Victims of this group have been found in the US, France, Kazakhstan, United Arab Emirates, India and Russia.
However, the victim spread is heavily skewed towards Brazil, where many of the victims have joint ventures or partner operations.
One of the characteristics of the Poseidon Group is an active exploration of domain-based corporate networks. According to Kaspersky Lab’s analysis report, the Poseidon Group relies on spear-phishing e-mails with RTF/DOC files, usually with a human resources lure, that drop a malicious binary into the target’s system when clicked on. Another key finding is the presence of Brazilian-Portuguese language strings. The Group’s preference for Portuguese systems, as revealed by the samples, is a practice that has not previously been seen.
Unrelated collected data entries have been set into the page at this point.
use std::fmt::Debug;

use glam::{Quat, Vec3, Vec4};

use super::index::AssetIndex;

#[derive(Debug, Clone)]
pub struct AnimationKeyFrame<T: Debug + Clone> {
    pub time: f32,
    pub value: T,
}

#[derive(Debug, Clone)]
pub enum AnimationKeyFrames<T: Debug + Clone> {
    Linear(Vec<AnimationKeyFrame<T>>),
    Step(Vec<AnimationKeyFrame<T>>),
    // in, val, out
    CubicSpline(Vec<AnimationKeyFrame<(T, T, T)>>),
    CatmullRom(Vec<AnimationKeyFrame<T>>),
}

#[derive(Debug, Clone)]
pub enum AnimationSampler {
    Rotation(AnimationKeyFrames<Quat>),
    Translation(AnimationKeyFrames<Vec3>),
    Scale(AnimationKeyFrames<Vec3>),
}

impl AnimationSampler {
    pub fn length(&self) -> f32 {
        match self {
            AnimationSampler::Rotation(keyframes) => keyframes.length(),
            AnimationSampler::Translation(keyframes) => keyframes.length(),
            AnimationSampler::Scale(keyframes) => keyframes.length(),
        }
    }
}

#[derive(Debug, Clone)]
pub struct AnimationChannelAsset {
    pub sampler: AnimationSampler,
    pub length: f32,
    pub target_id: AssetIndex,
}

#[derive(Debug, Clone)]
pub struct AnimationAsset {
    pub name: Option<String>,
    pub channels: Vec<AnimationChannelAsset>,
}

impl AnimationAsset {
    pub fn length(&self) -> f32 {
        self.channels
            .iter()
            .map(|channel| channel.length)
            .fold(0.0, f32::max)
    }
}

pub trait Interpolate: Sized {
    fn linear(a: Self, b: Self, t: f32) -> Self;
    fn cubic_spline(vk: Self, bk: Self, vk_1: Self, ak_1: Self, t: f32, td: f32) -> Self;
    fn catmull_rom(p0: Self, p1: Self, p2: Self, p3: Self, t: f32) -> Self;
}

fn hermite_weights(t: f32) -> [f32; 4] {
    let t2 = t * t;
    let t3 = t2 * t;
    [
        2.0 * t3 - 3.0 * t2 + 1.0,
        t3 - 2.0 * t2 + t,
        -2.0 * t3 + 3.0 * t2,
        t3 - t2,
    ]
}

impl Interpolate for Vec3 {
    fn linear(a: Self, b: Self, t: f32) -> Self {
        a.lerp(b, t)
    }

    fn cubic_spline(vk: Self, bk: Self, vk_1: Self, ak_1: Self, t: f32, td: f32) -> Self {
        let [h00, h10, h01, h11] = hermite_weights(t);
        vk * h00 + bk * td * h10 + vk_1 * h01 + ak_1 * td * h11
    }

    fn catmull_rom(p0: Self, p1: Self, p2: Self, p3: Self, t: f32) -> Self {
        let v0 = (p2 - p0) * 0.5;
        let v1 = (p3 - p1) * 0.5;
        let t2 = t * t;
        let t3 = t2 * t;
        (2.0 * (p1 - p2) + v0 + v1) * t3 + (-3.0 * (p1 - p2) - 2.0 * v0 - v1) * t2 + v0 * t + p1
    }
}

impl Interpolate for Quat {
    fn linear(a: Self, b: Self, t: f32) -> Self {
        a.slerp(b, t)
    }

    fn cubic_spline(vk: Self, bk: Self, vk_1: Self, ak_1: Self, t: f32, td: f32) -> Self {
        let [h00, h10, h01, h11] = hermite_weights(t);
        let value = Vec4::from(vk) * h00
            + Vec4::from(bk) * td * h10
            + Vec4::from(vk_1) * h01
            + Vec4::from(ak_1) * td * h11;
        Quat::from_vec4(value).normalize()
    }

    fn catmull_rom(_p0: Self, p1: Self, p2: Self, _p3: Self, t: f32) -> Self {
        p1.slerp(p2, t)
    }
}

/// Locates the keyframe pair around `time`. Returns the index of the earlier
/// frame and the progress towards the next one, or `None` when `time` lies
/// outside the track (the caller clamps to the first or last value).
fn find_segment(times: impl ExactSizeIterator<Item = f32>, time: f32) -> Option<(usize, f32)> {
    let len = times.len();
    if len < 2 {
        return None;
    }
    let mut previous: Option<(usize, f32)> = None;
    for (index, key_time) in times.enumerate() {
        if let Some((prev_index, prev_time)) = previous {
            if time < key_time {
                let span = key_time - prev_time;
                let progress = if span > 0.0 {
                    (time - prev_time) / span
                } else {
                    0.0
                };
                return Some((prev_index, progress.clamp(0.0, 1.0)));
            }
        }
        previous = Some((index, key_time));
    }
    None
}

impl<T: Debug + Clone + Copy + Interpolate> AnimationKeyFrames<T> {
    pub fn len(&self) -> usize {
        match self {
            AnimationKeyFrames::Linear(vec)
            | AnimationKeyFrames::Step(vec)
            | AnimationKeyFrames::CatmullRom(vec) => vec.len(),
            AnimationKeyFrames::CubicSpline(vec) => vec.len(),
        }
    }

    pub fn is_empty(&self) -> bool {
        self.len() == 0
    }

    /// Time of the last keyframe.
    pub fn length(&self) -> f32 {
        match self {
            AnimationKeyFrames::Linear(vec)
            | AnimationKeyFrames::Step(vec)
            | AnimationKeyFrames::CatmullRom(vec) => vec.last().map(|frame| frame.time),
            AnimationKeyFrames::CubicSpline(vec) => vec.last().map(|frame| frame.time),
        }
        .unwrap_or(0.0)
    }

    /// Value of the track at `time`, clamped to the first and last keyframe.
    pub fn sample(&self, time: f32) -> Option<T> {
        fn clamp_to_ends<T: Debug + Clone>(
            time: f32,
            frames: &[AnimationKeyFrame<T>],
        ) -> Option<Result<T, (usize, f32)>> {
            let first = frames.first()?;
            let last = frames.last()?;
            if time <= first.time {
                return Some(Ok(first.value.clone()));
            }
            if time >= last.time {
                return Some(Ok(last.value.clone()));
            }
            let times = frames.iter().map(|frame| frame.time);
            Some(match find_segment(times, time) {
                Some(segment) => Err(segment),
                None => Ok(last.value.clone()),
            })
        }

        match self {
            AnimationKeyFrames::Step(vec) => match clamp_to_ends(time, vec)? {
                Ok(value) => Some(value),
                Err((index, _)) => Some(vec[index].value),
            },
            AnimationKeyFrames::Linear(vec) => match clamp_to_ends(time, vec)? {
                Ok(value) => Some(value),
                Err((index, progress)) => {
                    Some(T::linear(vec[index].value, vec[index + 1].value, progress))
                }
            },
            AnimationKeyFrames::CatmullRom(vec) => match clamp_to_ends(time, vec)? {
                Ok(value) => Some(value),
                Err((index, progress)) => {
                    let last = vec.len() - 1;
                    let p0 = vec[index.saturating_sub(1)].value;
                    let p1 = vec[index].value;
                    let p2 = vec[index + 1].value;
                    let p3 = vec[(index + 2).min(last)].value;
                    Some(T::catmull_rom(p0, p1, p2, p3, progress))
                }
            },
            AnimationKeyFrames::CubicSpline(vec) => match clamp_to_ends(time, vec)? {
                Ok((_, value, _)) => Some(value),
                Err((index, progress)) => {
                    let current = &vec[index];
                    let next = &vec[index + 1];
                    let td = next.time - current.time;
                    Some(T::cubic_spline(
                        current.value.1,
                        current.value.2,
                        next.value.1,
                        next.value.0,
                        progress,
                        td,
                    ))
                }
            },
        }
    }
}

#[cfg(test)]
mod test {
    use std::f32::consts::FRAC_PI_2;

    use super::*;

    fn frames<T: Debug + Clone>(items: &[(f32, T)]) -> Vec<AnimationKeyFrame<T>> {
        items
            .iter()
            .map(|(time, value)| AnimationKeyFrame {
                time: *time,
                value: value.clone(),
            })
            .collect()
    }

    #[test]
    fn segment_progress_between_keys() {
        let times = [0.0, 1.0, 1.0, 3.0];
        assert_eq!(find_segment(times.into_iter(), 0.25), Some((0, 0.25)));
        assert_eq!(find_segment(times.into_iter(), 2.0), Some((2, 0.5)));
        assert_eq!(find_segment(times.into_iter(), 3.0), None);
        assert_eq!(find_segment([0.0].into_iter(), 0.0), None);
    }

    #[test]
    fn empty_track_yields_nothing() {
        let track: AnimationKeyFrames<Vec3> = AnimationKeyFrames::Linear(Vec::new());
        assert!(track.sample(0.5).is_none());
        assert_eq!(track.length(), 0.0);
    }

    #[test]
    fn sample_clamps_to_first_and_last() {
        let track = AnimationKeyFrames::Linear(frames(&[(1.0, Vec3::X), (2.0, Vec3::Y)]));
        assert_eq!(track.sample(0.0), Some(Vec3::X));
        assert_eq!(track.sample(5.0), Some(Vec3::Y));
    }

    #[test]
    fn single_key_track_is_constant() {
        let track = AnimationKeyFrames::CatmullRom(frames(&[(0.5, Vec3::Z)]));
        assert_eq!(track.sample(0.0), Some(Vec3::Z));
        assert_eq!(track.sample(3.0), Some(Vec3::Z));
    }

    #[test]
    fn step_holds_previous_value() {
        let track = AnimationKeyFrames::Step(frames(&[
            (0.0, Vec3::ZERO),
            (1.0, Vec3::ONE),
            (2.0, Vec3::X),
        ]));
        assert_eq!(track.sample(0.99), Some(Vec3::ZERO));
        assert_eq!(track.sample(1.5), Some(Vec3::ONE));
    }

    #[test]
    fn linear_interpolates_vectors() {
        let track =
            AnimationKeyFrames::Linear(frames(&[(0.0, Vec3::ZERO), (2.0, Vec3::splat(4.0))]));
        let value = track.sample(0.5).unwrap();
        assert!((value - Vec3::ONE).length() < 1e-6);
    }

    #[test]
    fn linear_slerps_rotations() {
        let track = AnimationKeyFrames::Linear(frames(&[
            (0.0, Quat::IDENTITY),
            (1.0, Quat::from_rotation_y(FRAC_PI_2)),
        ]));
        let value = track.sample(0.5).unwrap();
        let expected = Quat::from_rotation_y(FRAC_PI_2 / 2.0);
        assert!(value.angle_between(expected) < 1e-4);
        assert!((value.length() - 1.0).abs() < 1e-5);
    }

    #[test]
    fn catmull_rom_passes_through_keys_and_is_smooth() {
        let track = AnimationKeyFrames::CatmullRom(frames(&[
            (0.0, Vec3::ZERO),
            (1.0, Vec3::X),
            (2.0, Vec3::new(2.0, 0.0, 0.0)),
            (3.0, Vec3::new(3.0, 0.0, 0.0)),
        ]));
        let at_key = track.sample(1.0).unwrap();
        assert!((at_key - Vec3::X).length() < 1e-6);
        // Evenly spaced collinear keys give a straight line.
        let mid = track.sample(1.5).unwrap();
        assert!((mid - Vec3::new(1.5, 0.0, 0.0)).length() < 1e-5);
    }

    #[test]
    fn cubic_spline_hits_keyframe_values() {
        let track = AnimationKeyFrames::CubicSpline(frames(&[
            (0.0, (Vec3::ZERO, Vec3::ZERO, Vec3::ONE)),
            (1.0, (Vec3::ONE, Vec3::splat(2.0), Vec3::ZERO)),
        ]));
        let start = track.sample(1e-7).unwrap();
        assert!(start.length() < 1e-4);
        let end = track.sample(0.999_999).unwrap();
        assert!((end - Vec3::splat(2.0)).length() < 1e-4);
    }

    #[test]
    fn cubic_spline_with_zero_tangents_matches_smoothstep() {
        let track = AnimationKeyFrames::CubicSpline(frames(&[
            (0.0, (Vec3::ZERO, Vec3::ZERO, Vec3::ZERO)),
            (2.0, (Vec3::ZERO, Vec3::ONE, Vec3::ZERO)),
        ]));
        let value = track.sample(0.5).unwrap();
        // t = 0.25, smoothstep = 3t^2 - 2t^3
        let expected = 3.0 * 0.0625 - 2.0 * 0.015625;
        assert!((value.x - expected).abs() < 1e-6);
    }

    #[test]
    fn animation_length_is_longest_channel() {
        let channel = |length| AnimationChannelAsset {
            sampler: AnimationSampler::Scale(AnimationKeyFrames::Linear(Vec::new())),
            length,
            target_id: AssetIndex::from_index("a", 0),
        };
        let animation = AnimationAsset {
            name: None,
            channels: vec![channel(1.0), channel(3.5), channel(2.0)],
        };
        assert_eq!(animation.length(), 3.5);
    }
}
Once a computer is infected, the malware reports to the command and control servers before beginning a complex phase of lateral movement. This phase will often leverage a specialised tool that automatically and aggressively collects a wide array of information including credentials, group management policies, and even system logs to better hone further attacks and assure execution of the malware. By doing this, the attackers actually know what applications and commands they can use without alerting the network administrator during lateral movement and exfiltration.
The information gathered is then leveraged by a fronting business to manipulate victim companies into contracting the Poseidon Group as a security consultant under the threat of exploiting the stolen information in a series of shady business deals to benefit Poseidon.
“The Poseidon Group is a long-standing team operating on all domains: land, air and sea. Some of its command and control centers have been found inside ISPs providing Internet service to ships at sea, wireless connections as well as those inside traditional carriers,” says Dmitry Bestuzhev, director of the Global Research and Analysis Team at Kaspersky Lab Latin America.  “In addition, several of its implants were found to have a very short life span which contributed to this Group being able to operate for such a long time without being detected.”
As the Poseidon Group has been active for at least 10 years, the techniques used to design its implants have evolved, making it hard for many researchers to correlate indicators and put all of the pieces together. However, by carefully collecting all the evidence, working with the threat actor’s calligraphy and reconstructing the attacker’s timeline, Kaspersky Lab experts were able to establish by the middle of 2015 that previously detected but unidentified traces in fact belonged to the same threat actor, the Poseidon Group.